The IVLE workbin will accept late submissions. Late submissions are
subject the the late submission policy
(read carefully). Your submission should contain a plain .txt file
called students.txt which
should have the same format as given in the hyperlink (in fact, why
don't you save the linked file now and adapt it before you submit
it?). Store your answers to the written questions in a file called
answers.txt (N.B. Make sure your files are in plain
ASCII text format -- MS Word files or other word processing files will
not be entertained). Your team's work should be done independently of
other groups; see our classes' section on Academic Honesty Policy if you have
questions about what that entails.
Bottom-up parsing
First you are going to build a bottom up parser. To start you off, I'm giving you the pseudocode for the parsing algorithm and the grammar that you will need to parse. Here is a sample grammar that you will need to take as input, along with a test sentence. You'll need to read this file in as input to your parse command.

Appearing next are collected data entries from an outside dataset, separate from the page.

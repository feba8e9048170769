use std::io::Write;

use bitsybox_core::{Color, PanelSink};

const HALF_BLOCK: &str = "▄";

/// One terminal cell: bg = top pixel, fg = bottom pixel.
#[derive(Clone, Copy, Debug, Default, PartialEq, Eq)]
pub struct Cell {
    pub top: (u8, u8, u8),
    pub bottom: (u8, u8, u8),
}

#[derive(Clone, Copy, Debug, PartialEq, Eq)]
pub struct DeltaCell {
    pub x: u16,
    pub y: u16,
    pub cell: Cell,
}

/// Convert an RGB565 bitmap into half-block cells, two pixel rows per cell
/// row. An odd last row is padded with black.
pub fn pixels_to_cells(pixels: &[Color], width: usize, height: usize) -> Vec<Cell> {
    let rows = (height + 1) / 2;
    let mut cells = Vec::with_capacity(width * rows);

    for row in 0..rows {
        let top_y = row * 2;
        let bot_y = top_y + 1;
        for col in 0..width {
            let top = pixels[top_y * width + col].to_rgb888();
            let bottom = if bot_y < height {
                pixels[bot_y * width + col].to_rgb888()
            } else {
                (0, 0, 0)
            };
            cells.push(Cell { top, bottom });
        }
    }

    cells
}

/// Cells of `current` that differ from `prev`.
pub fn changed_cells(prev: &[Cell], current: &[Cell], cols: usize) -> Vec<DeltaCell> {
    prev.iter()
        .zip(current)
        .enumerate()
        .filter(|(_, (old, new))| old != new)
        .map(|(i, (_, new))| DeltaCell {
            x: (i % cols) as u16,
            y: (i / cols) as u16,
            cell: *new,
        })
        .collect()
}

/// Render a full grid at terminal position (`col`, `row`), 0-based.
/// Skips color escapes that repeat the previous cell's.
pub fn render_keyframe(cells: &[Cell], cols: usize, col: u16, row: u16, buf: &mut Vec<u8>) {
    buf.clear();

    let mut prev: Option<Cell> = None;
    for (y, line) in cells.chunks_exact(cols.max(1)).enumerate() {
        write_cursor_pos(buf, row + y as u16 + 1, col + 1);
        for cell in line {
            if prev.map_or(true, |p| p.top != cell.top) {
                write_bg(buf, cell.top);
            }
            if prev.map_or(true, |p| p.bottom != cell.bottom) {
                write_fg(buf, cell.bottom);
            }
            prev = Some(*cell);
            buf.extend_from_slice(HALF_BLOCK.as_bytes());
        }
    }

    buf.extend_from_slice(b"\x1b[0m");
}

/// Render only the changed cells.
pub fn render_delta(deltas: &[DeltaCell], col: u16, row: u16, buf: &mut Vec<u8>) {
    buf.clear();

    for d in deltas {
        write_cursor_pos(buf, row + d.y + 1, col + d.x + 1);
        write_bg(buf, d.cell.top);
        write_fg(buf, d.cell.bottom);
        buf.extend_from_slice(HALF_BLOCK.as_bytes());
    }
    if !deltas.is_empty() {
        buf.extend_from_slice(b"\x1b[0m");
    }
}

/// Panel sink that draws into a truecolor terminal.
///
/// The first bitmap, and any bitmap whose geometry differs from the last
/// one, is written in full. Everything after that is a delta.
pub struct TerminalPanel<W: Write> {
    out: W,
    current: Vec<Cell>,
    geometry: Option<(u16, u16, u16, u16)>,
    buf: Vec<u8>,
    frames: u64,
}

impl<W: Write> TerminalPanel<W> {
    pub fn new(out: W) -> Self {
        Self {
            out,
            current: Vec::new(),
            geometry: None,
            buf: Vec::with_capacity(256 * 1024),
            frames: 0,
        }
    }

    pub fn frames(&self) -> u64 {
        self.frames
    }

    pub fn into_inner(self) -> W {
        self.out
    }
}

impl<W: Write> PanelSink for TerminalPanel<W> {
    fn draw_bitmap(&mut self, x: u16, y: u16, width: u16, height: u16, pixels: &[Color]) -> anyhow::Result<()> {
        let (w, h) = (width as usize, height as usize);
        if pixels.len() < w * h {
            anyhow::bail!("bitmap has {} pixels, expected {}x{}", pixels.len(), w, h);
        }
        let cells = pixels_to_cells(pixels, w, h);
        let (col, row) = (x, y / 2);

        if self.geometry == Some((x, y, width, height)) {
            let deltas = changed_cells(&self.current, &cells, w);
            render_delta(&deltas, col, row, &mut self.buf);
        } else {
            render_keyframe(&cells, w, col, row, &mut self.buf);
            self.geometry = Some((x, y, width, height));
        }

        self.out.write_all(&self.buf)?;
        self.out.flush()?;
        self.current = cells;
        self.frames += 1;
        Ok(())
    }
}

fn write_bg(buf: &mut Vec<u8>, (r, g, b): (u8, u8, u8)) {
    buf.extend_from_slice(b"\x1b[48;2;");
    write_rgb(buf, r, g, b);
}

fn write_fg(buf: &mut Vec<u8>, (r, g, b): (u8, u8, u8)) {
    buf.extend_from_slice(b"\x1b[38;2;");
    write_rgb(buf, r, g, b);
}

fn write_rgb(buf: &mut Vec<u8>, r: u8, g: u8, b: u8) {
    write_num(buf, r as u16);
    buf.push(b';');
    write_num(buf, g as u16);
    buf.push(b';');
    write_num(buf, b as u16);
    buf.push(b'm');
}

fn write_cursor_pos(buf: &mut Vec<u8>, row: u16, col: u16) {
    buf.extend_from_slice(b"\x1b[");
    write_num(buf, row);
    buf.push(b';');
    write_num(buf, col);
    buf.push(b'H');
}

/// Integer to ASCII without allocating.
fn write_num(buf: &mut Vec<u8>, v: u16) {
    let mut digits = [0u8; 5];
    let mut n = v;
    let mut i = digits.len();
    loop {
        i -= 1;
        digits[i] = b'0' + (n % 10) as u8;
        n /= 10;
        if n == 0 {
            break;
        }
    }
    buf.extend_from_slice(&digits[i..]);
}
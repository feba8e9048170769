use std::time::Duration;

use serde::{Deserialize, Serialize};

use crate::error::{out_of_range, Result};

/// Slot of the screen buffer.
pub const SCREEN_BUFFER_ID: usize = 0;
/// Slot of the textbox buffer.
pub const TEXTBOX_BUFFER_ID: usize = 1;
/// First slot handed out to tiles.
pub const TILE_START_BUFFER_ID: usize = 2;

/// Geometry and pacing of a console session.
#[derive(Clone, Debug, PartialEq, Eq, Serialize, Deserialize)]
#[serde(default)]
pub struct ConsoleConfig {
    /// Edge length of the square physical screen, in pixels.
    pub screen_size: usize,
    /// Edge length of a logical tile.
    pub tile_size: usize,
    /// Replication factor for screen and tile pixels.
    pub render_scale: usize,
    /// Replication factor for textbox pixels.
    pub textbox_render_scale: usize,
    pub textbox_width: usize,
    pub textbox_height: usize,
    /// Size of the buffer table, screen and textbox included.
    pub max_buffers: usize,
    pub frame_budget_ms: u64,
}

impl Default for ConsoleConfig {
    fn default() -> Self {
        Self {
            screen_size: 128,
            tile_size: 8,
            render_scale: 1,
            textbox_render_scale: 1,
            textbox_width: 100,
            textbox_height: 64,
            max_buffers: 1024,
            frame_budget_ms: 16,
        }
    }
}

impl ConsoleConfig {
    pub fn validate(&self) -> Result<()> {
        let nonzero = [
            ("screen size", self.screen_size),
            ("tile size", self.tile_size),
            ("render scale", self.render_scale),
            ("textbox render scale", self.textbox_render_scale),
        ];
        for (what, value) in nonzero {
            if value == 0 {
                return Err(out_of_range(what, 0));
            }
        }
        if self.screen_size > u16::MAX as usize {
            return Err(out_of_range("screen size", self.screen_size as i64));
        }
        if self.screen_size % self.render_scale != 0 {
            return Err(out_of_range("render scale", self.render_scale as i64));
        }
        let tile_edge = self
            .tile_size
            .checked_mul(self.render_scale)
            .filter(|&edge| edge <= self.screen_size)
            .ok_or_else(|| out_of_range("tile size", clamp_i64(self.tile_size)))?;
        if tile_edge.checked_mul(tile_edge).is_none() {
            return Err(out_of_range("tile size", clamp_i64(self.tile_size)));
        }
        if self.textbox_render_scale > self.screen_size {
            return Err(out_of_range("textbox render scale", clamp_i64(self.textbox_render_scale)));
        }
        let limit = self.textbox_limit();
        if self.textbox_width > limit || self.textbox_height > limit {
            return Err(out_of_range("textbox size", clamp_i64(self.textbox_width.max(self.textbox_height))));
        }
        if self.max_buffers <= TILE_START_BUFFER_ID {
            return Err(out_of_range("max buffers", self.max_buffers as i64));
        }
        if self.frame_budget_ms == 0 {
            return Err(out_of_range("frame budget", 0));
        }
        Ok(())
    }

    /// Edge length of a tile buffer in physical pixels.
    pub fn tile_edge(&self) -> usize {
        self.tile_size.saturating_mul(self.render_scale)
    }

    /// Largest textbox edge, in physical pixels.
    pub fn textbox_limit(&self) -> usize {
        self.screen_size.saturating_mul(self.textbox_render_scale)
    }

    pub fn frame_budget(&self) -> Duration {
        Duration::from_millis(self.frame_budget_ms)
    }
}

fn clamp_i64(value: usize) -> i64 {
    i64::try_from(value).unwrap_or(i64::MAX)
}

It can vary in the number of rules and the elements for each rule, but basically you'll have a NONTERMINAL as the first element of the rule, followed by an arrow ('->') and then one or more NONTERMINAL and/or terminal symbols as the remaining elements. NONTERMINALS are in ALL CAPS whereas terminals are always in lowercase. We can read a rule like
VP -> V NP
as VP can be replaced by the non-terminal sequence "V NP". V and NP would have to be expanded in later iterations, (hopefully) progressing towards the replacement of all NONTERMINAL symbols by terminal ones. Note that terminals cannot appear as the first element in a rule (else they would not be terminal symbols!). The special NONTERMINAL symbol 'S' denotes the start symbol (in our case it represents a sentence).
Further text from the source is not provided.